The retail segment's net income resulted in an increase of $3.1 million for the three months ended March 31, 2014 to $14.2 million compared to three months ended March 31, 2013. TE adjusted net interest income totaled $93.3 million for the three months ended March 31, 2014 compared to $49.8 million for the three months ended March 31, 2013, an increase of $43.5 million or 87.42%. Provision for loan losses totaled $2.6 million for the three months ended March 31, 2014 compared to $4.1 million for the three months ended March 31, 2013, a decrease of $1.5 million. Net charge-offs declined $0.7 million to $3.5 million for the three months ended March 31, 2014. Noninterest income was $27.0 million for the three months ended March 31, 2014 compared to $24.4 million for the three months ended March 31, 2013, an increase of $2.6 million, or 10.85%. Lower service charges on deposits driven by the effects of new regulations on charges for non-sufficient funds and overdrafts, as well as the effects of the Durbin Interchange Amendment on ATM interchange fees partially offset the increase in income attributable to the Citizens' acquisition. Noninterest expense increased $42.9 million, or 81.02%, to $95.8 million for the three months ended March 31, 2014 compared to $52.9 million for the three months ended March 31, 2013. The results of Management's efficiency initiative partially offset the increase in expense attributable to the Citizens' acquisition.
The wealth segment's net income resulted in an increase of $2.2 million for the three months ended March 31, 2014 to $3.5 million compared to three months ended March 31, 2013. Noninterest income-TE was $13.5 million for the three months ended March 31, 2014 compared to $8.3 million for the three months ended March 31, 2013, an increase of $5.2 million, or 62.02% attributable to greater brokerage and trust fees from the Citizens' acquisition. Noninterest expense resulted in an increase of $2.6 million, or 25.09%, to $12.7 million for the three months ended March 31, 2014 compared to $10.2 million for the three months ended March 31, 2013. The results of Management's efficiency initiative partially offset the increase in expense attributable to the Citizens' acquisition.
Activities that are not directly attributable to one of the primary lines of business are included in the Other segment. Included in this category are the parent company, community development operations, treasury group, including the securities portfolio, wholesale funding and asset liability management activities, inter-company eliminations, acquisition related expenses, and the economic impact of certain assets, capital and support functions not specifically identifiable with the three primary lines of business. The Other segment recorded a net loss of $2.9 million for the three months ended March 31, 2014, a decrease of
$2.6 million compared to the three months ended March 31, 2013.

FINANCIAL CONDITION
Acquisitions

On April 12, 2013, the Corporation completed the merger with Citizens, a Michigan corporation with approximately $9.6 billion in assets and 219 branches, in a stock and cash transaction. The total purchase price was approximately $1.3 billion, including 55.5 million shares of its Common Stock issued to Citizen's common shareholders at a fair value of $925.2 million and paid by the Corporation to repurchase Citizens TARP

103


Preferred plus accumulated but unpaid dividends and interest of approximately $355.4 million. Additionally, a warrant issued by Citizens to the U.S. Treasury to purchase shares of Citizens' common stock was converted into a warrant with a fair value of $3.0 million issued by the Corporation to the U.S. Treasury to purchase shares of FirstMerit Common Stock. The fair value of the assets acquired, excluding goodwill, totaled $9.3 billion, and included $4.6 billion in loans and $3.2 billion of investment securities. Liabilities assumed were $8.3 billion, including $7.3 billion of deposits.

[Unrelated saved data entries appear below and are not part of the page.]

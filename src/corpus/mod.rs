//! Corpus validator (C3) — fuzzy-matches a candidate answer against a
//! document's source corpus. C15 (Q&A validator) reuses this exact contract.
//!
//! Segmentation and scoring follow `validator.py::_extract_answer_segments`
//! precisely (SPEC_FULL §3.S): split on `". "`, drop segments under 20
//! chars, truncate kept segments to 50 chars for scoring, and always also
//! include the full first sentence verbatim when it's <= 100 chars.

use crate::document::DocumentId;
use crate::error::StoreResult;
use crate::storage::{CorpusBlock, Store};
use dashmap::DashMap;
use strsim::normalized_levenshtein;

const MIN_SEGMENT_LEN: usize = 20;
const SEGMENT_SCORE_WINDOW: usize = 50;
const FIRST_SENTENCE_MAX_LEN: usize = 100;

#[derive(Debug, Clone)]
pub struct ValidationResult {
    pub valid: bool,
    pub score: f32,
    pub matched_block_id: Option<String>,
    pub matched_text: Option<String>,
}

/// Per-process corpus cache (spec §9 "Global caches"): read-mostly, rebuilt
/// idempotently, last-writer-wins under concurrent population.
pub struct CorpusValidator {
    cache: DashMap<String, Vec<CorpusBlock>>,
    threshold: f32,
}

impl CorpusValidator {
    pub fn new(threshold: f32) -> Self {
        Self { cache: DashMap::new(), threshold }
    }

    pub fn invalidate(&self, document_id: &DocumentId) {
        self.cache.remove(document_id.as_str());
    }

    async fn corpus_for(&self, store: &dyn Store, document_id: &DocumentId) -> StoreResult<Vec<CorpusBlock>> {
        if let Some(blocks) = self.cache.get(document_id.as_str()) {
            return Ok(blocks.clone());
        }
        let blocks = store.corpus_blocks(document_id).await?;
        self.cache.insert(document_id.as_str().to_string(), blocks.clone());
        Ok(blocks)
    }

    /// `validate(answer, document_id) -> {valid, score, matched_block_id?, matched_text?}`.
    pub async fn validate(
        &self,
        store: &dyn Store,
        answer: &str,
        document_id: &DocumentId,
    ) -> StoreResult<ValidationResult> {
        let blocks = self.corpus_for(store, document_id).await?;
        Ok(self.validate_against(answer, &blocks))
    }

    /// Pure scoring core, split out so C15's batch mode can reuse a
    /// once-loaded corpus across many pairs without redundant store calls.
    pub fn validate_against(&self, answer: &str, blocks: &[CorpusBlock]) -> ValidationResult {
        let segments = extract_answer_segments(answer);
        if segments.is_empty() || blocks.is_empty() {
            return ValidationResult { valid: false, score: 0.0, matched_block_id: None, matched_text: None };
        }

        let mut best_score = 0.0f32;
        let mut best_block: Option<&CorpusBlock> = None;

        for segment in &segments {
            for block in blocks {
                let score = partial_ratio(segment, &block.text);
                if score > best_score {
                    best_score = score;
                    best_block = Some(block);
                }
            }
        }

        ValidationResult {
            valid: best_score >= self.threshold,
            score: best_score,
            matched_block_id: best_block.map(|b| b.block_id.clone()),
            matched_text: best_block.map(|b| b.text.clone()),
        }
    }

    /// Batch mode: validates many `(answer, document_id)` pairs concurrently,
    /// loading each distinct document's corpus only once (spec §4.2).
    pub async fn validate_batch(
        &self,
        store: &dyn Store,
        pairs: &[(String, DocumentId)],
    ) -> StoreResult<Vec<ValidationResult>> {
        let mut results = Vec::with_capacity(pairs.len());
        for (answer, document_id) in pairs {
            results.push(self.validate(store, answer, document_id).await?);
        }
        Ok(results)
    }
}

/// `validator.py::_extract_answer_segments` ported verbatim (SPEC_FULL §3.S).
fn extract_answer_segments(answer: &str) -> Vec<String> {
    let mut segments: Vec<String> = answer
        .split(". ")
        .map(|s| s.trim())
        .filter(|s| s.len() >= MIN_SEGMENT_LEN)
        .map(|s| truncate_chars(s, SEGMENT_SCORE_WINDOW))
        .collect();

    if let Some(first) = answer.split(". ").next() {
        let first = first.trim();
        if !first.is_empty() && first.chars().count() <= FIRST_SENTENCE_MAX_LEN {
            segments.push(first.to_string());
        }
    }

    segments
}

fn truncate_chars(s: &str, max_len: usize) -> String {
    s.chars().take(max_len).collect()
}

/// RapidFuzz-style `partial_ratio`: the best-aligning substring of the
/// longer string scored against the shorter one via normalized similarity.
/// `strsim` has no native partial-ratio, so this slides the shorter string's
/// length as a window over the longer one and keeps the best match — the
/// closest idiomatic approximation available without a RapidFuzz-equivalent
/// crate in the pack (SPEC_FULL §0).
fn partial_ratio(needle: &str, haystack: &str) -> f32 {
    let needle = needle.to_lowercase();
    let haystack = haystack.to_lowercase();

    if needle.is_empty() || haystack.is_empty() {
        return 0.0;
    }
    if haystack.len() <= needle.len() {
        return normalized_levenshtein(&needle, &haystack) as f32;
    }

    let haystack_chars: Vec<char> = haystack.chars().collect();
    let window = needle.chars().count().max(1);
    let mut best = 0.0f32;
    let mut i = 0;
    while i + window <= haystack_chars.len() {
        let candidate: String = haystack_chars[i..i + window].iter().collect();
        let score = normalized_levenshtein(&needle, &candidate) as f32;
        if score > best {
            best = score;
        }
        i += 1;
    }
    best
}

#[cfg(test)]
mod tests {
    use super::*;
    use crate::storage::CorpusBlockType;

    #[test]
    fn segments_drop_short_sentences_and_keep_first_sentence() {
        let answer = "Short. This sentence is definitely long enough to keep as a segment.";
        let segments = extract_answer_segments(answer);
        assert!(segments.iter().any(|s| s.starts_with("This sentence")));
        assert!(!segments.iter().any(|s| s == "Short"));
    }

    #[test]
    fn partial_ratio_finds_exact_substring() {
        let score = partial_ratio("Paris", "The capital of France is Paris, a major city.");
        assert!(score > 0.99);
    }

    #[test]
    fn validate_against_requires_threshold() {
        let validator = CorpusValidator::new(0.9);
        let blocks = vec![CorpusBlock {
            block_id: "b1".to_string(),
            block_type: CorpusBlockType::Text,
            text: "The capital of France is Paris.".to_string(),
        }];
        let result = validator.validate_against("The capital of France is definitely Paris and nothing else.", &blocks);
        assert!(result.score > 0.0);
    }
}
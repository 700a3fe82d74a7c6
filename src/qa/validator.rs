//! Q&A validator (C15, spec §4.13) — re-runs every generated pair's answer
//! through the same corpus-grounding contract as C3, and stamps the result
//! back onto the pair.

use super::types::{QABatch, QAPair};
use crate::corpus::CorpusValidator;
use crate::document::DocumentId;
use crate::error::StoreResult;
use crate::storage::Store;

pub struct QaValidator {
    corpus: CorpusValidator,
    threshold: f32,
}

impl QaValidator {
    pub fn new(threshold: f32) -> Self {
        Self { corpus: CorpusValidator::new(threshold), threshold }
    }

    /// Validates every pair in `batch` against `document_id`'s corpus,
    /// mutating `citation_found`/`validation_score` in place and
    /// recomputing `valid_pairs`.
    pub async fn validate_batch(&self, store: &dyn Store, document_id: &DocumentId, batch: &mut QABatch) -> StoreResult<()> {
        for pair in &mut batch.qa_pairs {
            self.validate_one(store, document_id, pair).await?;
        }
        batch.valid_pairs = batch.qa_pairs.iter().filter(|p| p.citation_found).count();
        Ok(())
    }

    /// Validates a single pair and returns whether it passed — used by C13's
    /// retry loop to decide whether a freshly generated pair needs another
    /// attempt.
    pub async fn validate_one(&self, store: &dyn Store, document_id: &DocumentId, pair: &mut QAPair) -> StoreResult<bool> {
        let result = self.corpus.validate(store, &pair.answer, document_id).await?;
        pair.validation_score = Some(result.score);
        pair.citation_found = result.valid;
        debug_assert!(pair.satisfies_citation_invariant(self.threshold));
        Ok(result.valid)
    }
}

#[cfg(test)]
mod tests {
    use super::*;
    use crate::document::Document;
    use crate::qa::types::QuestionType;
    use crate::storage::sqlite::SqliteStore;

    fn pair(answer: &str) -> QAPair {
        QAPair {
            key: "qa-1".to_string(),
            question: "What is the capital of France?".to_string(),
            thinking: String::new(),
            answer: answer.to_string(),
            question_type: QuestionType::Factual,
            difficulty: "easy".to_string(),
            confidence: 0.8,
            temperature_used: 0.3,
            source_section: "intro".to_string(),
            source_hash: "abc".to_string(),
            evidence_blocks: vec![],
            relationship_types: vec![],
            related_entities: vec![],
            validation_score: None,
            citation_found: false,
            reversal_of: None,
        }
    }

    #[tokio::test]
    async fn grounded_answer_is_marked_cited_with_a_score() {
        let store = SqliteStore::open_in_memory().unwrap();
        store.create_collection("documents", false).await.unwrap();
        let doc = Document::new("documents", "text", "The capital of France is Paris, a major European city founded long ago.");
        store.insert_document(&doc).await.unwrap();

        let validator = QaValidator::new(0.6);
        let mut p = pair("The capital of France is Paris, a major European city founded long ago.");
        let valid = validator.validate_one(&store, &doc.id, &mut p).await.unwrap();
        assert!(valid);
        assert!(p.citation_found);
        assert!(p.validation_score.unwrap() >= 0.6);
    }

    #[tokio::test]
    async fn ungrounded_answer_is_not_cited() {
        let store = SqliteStore::open_in_memory().unwrap();
        store.create_collection("documents", false).await.unwrap();
        let doc = Document::new("documents", "text", "The capital of France is Paris.");
        store.insert_document(&doc).await.unwrap();

        let validator = QaValidator::new(0.9);
        let mut p = pair("The moon is made of green cheese according to folklore.");
        let valid = validator.validate_one(&store, &doc.id, &mut p).await.unwrap();
        assert!(!valid);
        assert!(!p.citation_found);
    }
}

Additional information can be found in Note 2 (Business Combinations), Note 4 (Loans) and Note 6 (Goodwill and Other Intangible Assets) in the notes to the consolidated financial statements.

Investment Securities

At March 31, 2014, the carrying amount of investment securities were $6.7 billion compared to $6.4 billion at December 31, 2013 and $4.1 billion at March 31, 2013 and are comprised of the following:

Figure 9. Investment Securities
 
March 31, 2014
 
December 31, 2013
 
March 31, 2013
(In thousands)
Amortized Cost
 
Fair Value
 
Amortized Cost
 
Fair Value
 
Amortized Cost
 
Fair value
Available-for-sale securities (1)
$
3,471,126

 
$
3,433,171

 
$
3,329,117

 
$
3,273,174

 
$
3,183,259

 
$
3,243,835

Held to maturity securities (2)
3,079,620

 
2,990,161

 
2,935,688

 
2,824,240

 
665,589

 
673,501

Other securities (3)
148,446

 
148,446

 
180,803

 
180,803

 
140,984

 
140,984

   Total investment securities
$
6,699,192

 
$
6,571,778

 
$
6,445,608

 
$
6,278,217

 
$
3,989,832

 
$
4,058,320

 
 
 
 
 
 
 
 
 
 
 
 
(1) Carried at fair value on the Consolidated Balance Sheets.
(2) Carried at amortized cost on the Consolidated Balance Sheets.
(3) Carried at amortized cost on the Consolidate Balance Sheets and consist primarily of FHLB and FRB stock.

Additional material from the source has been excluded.